Would you repeat every line of the data exactly?

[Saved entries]
Segment Open
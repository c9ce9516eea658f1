//! `bomcheck check` / `bomcheck validate` — workbook verification commands.

use std::path::{Path, PathBuf};

use bomcheck_io::{apply_fills, load_input, WorkbookError};
use bomcheck_recon::config::CheckConfig;
use bomcheck_recon::engine;
use bomcheck_recon::model::CheckSummary;

use crate::exit_codes::{
    EXIT_CHECK_FAILED, EXIT_ERROR, EXIT_INVALID_CONFIG, EXIT_STRUCTURAL, EXIT_WORKBOOK,
    EXIT_WRITE_BACK,
};
use crate::CliError;

fn check_err(code: u8, msg: impl Into<String>) -> CliError {
    CliError { code, message: msg.into(), hint: None }
}

fn load_config(path: Option<&Path>) -> Result<CheckConfig, CliError> {
    match path {
        None => Ok(CheckConfig::default()),
        Some(path) => {
            let text = std::fs::read_to_string(path).map_err(|e| {
                check_err(
                    EXIT_INVALID_CONFIG,
                    format!("cannot read config {}: {e}", path.display()),
                )
            })?;
            CheckConfig::from_toml(&text)
                .map_err(|e| check_err(EXIT_INVALID_CONFIG, e.to_string()))
        }
    }
}

pub fn cmd_check(
    workbook: PathBuf,
    config_path: Option<PathBuf>,
    dry_run: bool,
    json_output: bool,
    output_file: Option<PathBuf>,
    quiet: bool,
) -> Result<(), CliError> {
    let config = load_config(config_path.as_deref())?;

    let input = load_input(&workbook, &config).map_err(|e| {
        let err = check_err(EXIT_WORKBOOK, e.to_string());
        match e {
            WorkbookError::MissingSheet { .. } => {
                err.with_hint("sheet names come from [sheets] in the config file")
            }
            _ => err,
        }
    })?;

    let result = engine::run(&config, &input)
        .map_err(|e| check_err(EXIT_INVALID_CONFIG, e.to_string()))?;

    if !dry_run {
        apply_fills(&workbook, &config.sheets.report, &result.fills)
            .map_err(|e| check_err(EXIT_WRITE_BACK, e.to_string()))?;
    }

    let json_str = serde_json::to_string_pretty(&result)
        .map_err(|e| check_err(EXIT_ERROR, format!("JSON serialization error: {e}")))?;

    if let Some(ref path) = output_file {
        std::fs::write(path, &json_str)
            .map_err(|e| check_err(EXIT_ERROR, format!("cannot write output: {e}")))?;
        eprintln!("wrote {}", path.display());
    }

    if json_output {
        println!("{json_str}");
    }

    if !quiet {
        print_summary(&result.summary, dry_run);
    }

    exit_verdict(&result.summary)
}

pub fn cmd_validate(config_path: PathBuf) -> Result<(), CliError> {
    let text = std::fs::read_to_string(&config_path)
        .map_err(|e| check_err(EXIT_INVALID_CONFIG, format!("cannot read config: {e}")))?;

    match CheckConfig::from_toml(&text) {
        Ok(config) => {
            eprintln!(
                "valid: '{}' — report '{}' (part col {}, level col {}, qty col {}), parts list '{}' (key col {})",
                config.name,
                config.sheets.report,
                config.report.part,
                config.report.level,
                config.report.qty,
                config.sheets.parts_list,
                config.parts_list.key,
            );
            Ok(())
        }
        Err(e) => Err(check_err(EXIT_INVALID_CONFIG, e.to_string())),
    }
}

fn print_summary(s: &CheckSummary, dry_run: bool) {
    eprintln!(
        "checked {} children under {} parents — {} passed, {} failed, {} cells {}",
        s.children_checked,
        s.parents_seen,
        s.passed,
        s.failed,
        s.cells_annotated,
        if dry_run { "to annotate (dry run)" } else { "annotated" },
    );
    if s.orphan_rows > 0 {
        eprintln!("warning: {} report row(s) attached to no parent", s.orphan_rows);
    }
    if s.dangling_alternate_rows > 0 {
        eprintln!(
            "warning: {} alternate-key row(s) with no child to attach to",
            s.dangling_alternate_rows
        );
    }
}

fn exit_verdict(s: &CheckSummary) -> Result<(), CliError> {
    if s.failed > 0 {
        return Err(check_err(
            EXIT_CHECK_FAILED,
            format!("{} child quantity check(s) failed", s.failed),
        ));
    }
    if s.orphan_rows > 0 || s.dangling_alternate_rows > 0 {
        return Err(check_err(
            EXIT_STRUCTURAL,
            "all quantities match, but the report has structural problems",
        ));
    }
    Ok(())
}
Segment Closed
• Reply to the task:
repository c9ce9516eea658f1
//! `bomcheck check` / `bomcheck validate` — workbook verification commands.

use std::path::{Path, PathBuf};

use bomcheck_io::{apply_fills, load_input, WorkbookError};
use bomcheck_recon::config::CheckConfig;
use bomcheck_recon::engine;
use bomcheck_recon::model::CheckSummary;

use crate::exit_codes::{
    EXIT_CHECK_FAILED, EXIT_ERROR, EXIT_INVALID_CONFIG, EXIT_STRUCTURAL, EXIT_WORKBOOK,
    EXIT_WRITE_BACK,
};
use crate::CliError;

fn check_err(code: u8, msg: impl Into<String>) -> CliError {
    CliError { code, message: msg.into(), hint: None }
}

fn load_config(path: Option<&Path>) -> Result<CheckConfig, CliError> {
    match path {
        None => Ok(CheckConfig::default()),
        Some(path) => {
            let text = std::fs::read_to_string(path).map_err(|e| {
                check_err(
                    EXIT_INVALID_CONFIG,
                    format!("cannot read config {}: {e}", path.display()),
                )
            })?;
            CheckConfig::from_toml(&text)
                .map_err(|e| check_err(EXIT_INVALID_CONFIG, e.to_string()))
        }
    }
}

pub fn cmd_check(
    workbook: PathBuf,
    config_path: Option<PathBuf>,
    dry_run: bool,
    json_output: bool,
    output_file: Option<PathBuf>,
    quiet: bool,
) -> Result<(), CliError> {
    let config = load_config(config_path.as_deref())?;

    let input = load_input(&workbook, &config).map_err(|e| {
        let err = check_err(EXIT_WORKBOOK, e.to_string());
        match e {
            WorkbookError::MissingSheet { .. } => {
                err.with_hint("sheet names come from [sheets] in the config file")
            }
            _ => err,
        }
    })?;

    let result = engine::run(&config, &input)
        .map_err(|e| check_err(EXIT_INVALID_CONFIG, e.to_string()))?;

    if !dry_run {
        apply_fills(&workbook, &config.sheets.report, &result.fills)
            .map_err(|e| check_err(EXIT_WRITE_BACK, e.to_string()))?;
    }

    let json_str = serde_json::to_string_pretty(&result)
        .map_err(|e| check_err(EXIT_ERROR, format!("JSON serialization error: {e}")))?;

    if let Some(ref path) = output_file {
        std::fs::write(path, &json_str)
            .map_err(|e| check_err(EXIT_ERROR, format!("cannot write output: {e}")))?;
        eprintln!("wrote {}", path.display());
    }

    if json_output {
        println!("{json_str}");
    }

    if !quiet {
        print_summary(&result.summary, dry_run);
    }

    exit_verdict(&result.summary)
}

pub fn cmd_validate(config_path: PathBuf) -> Result<(), CliError> {
    let text = std::fs::read_to_string(&config_path)
        .map_err(|e| check_err(EXIT_INVALID_CONFIG, format!("cannot read config: {e}")))?;

    match CheckConfig::from_toml(&text) {
        Ok(config) => {
            eprintln!(
                "valid: '{}' — report '{}' (part col {}, level col {}, qty col {}), parts list '{}' (key col {})",
                config.name,
                config.sheets.report,
                config.report.part,
                config.report.level,
                config.report.qty,
                config.sheets.parts_list,
                config.parts_list.key,
            );
            Ok(())
        }
        Err(e) => Err(check_err(EXIT_INVALID_CONFIG, e.to_string())),
    }
}

fn print_summary(s: &CheckSummary, dry_run: bool) {
    eprintln!(
        "checked {} children under {} parents — {} passed, {} failed, {} cells {}",
        s.children_checked,
        s.parents_seen,
        s.passed,
        s.failed,
        s.cells_annotated,
        if dry_run { "to annotate (dry run)" } else { "annotated" },
    );
    if s.orphan_rows > 0 {
        eprintln!("warning: {} report row(s) attached to no parent", s.orphan_rows);
    }
    if s.dangling_alternate_rows > 0 {
        eprintln!(
            "warning: {} alternate-key row(s) with no child to attach to",
            s.dangling_alternate_rows
        );
    }
}

fn exit_verdict(s: &CheckSummary) -> Result<(), CliError> {
    if s.failed > 0 {
        return Err(check_err(
            EXIT_CHECK_FAILED,
            format!("{} child quantity check(s) failed", s.failed),
        ));
    }
    if s.orphan_rows > 0 || s.dangling_alternate_rows > 0 {
        return Err(check_err(
            EXIT_STRUCTURAL,
            "all quantities match, but the report has structural problems",
        ));
    }
    Ok(())
}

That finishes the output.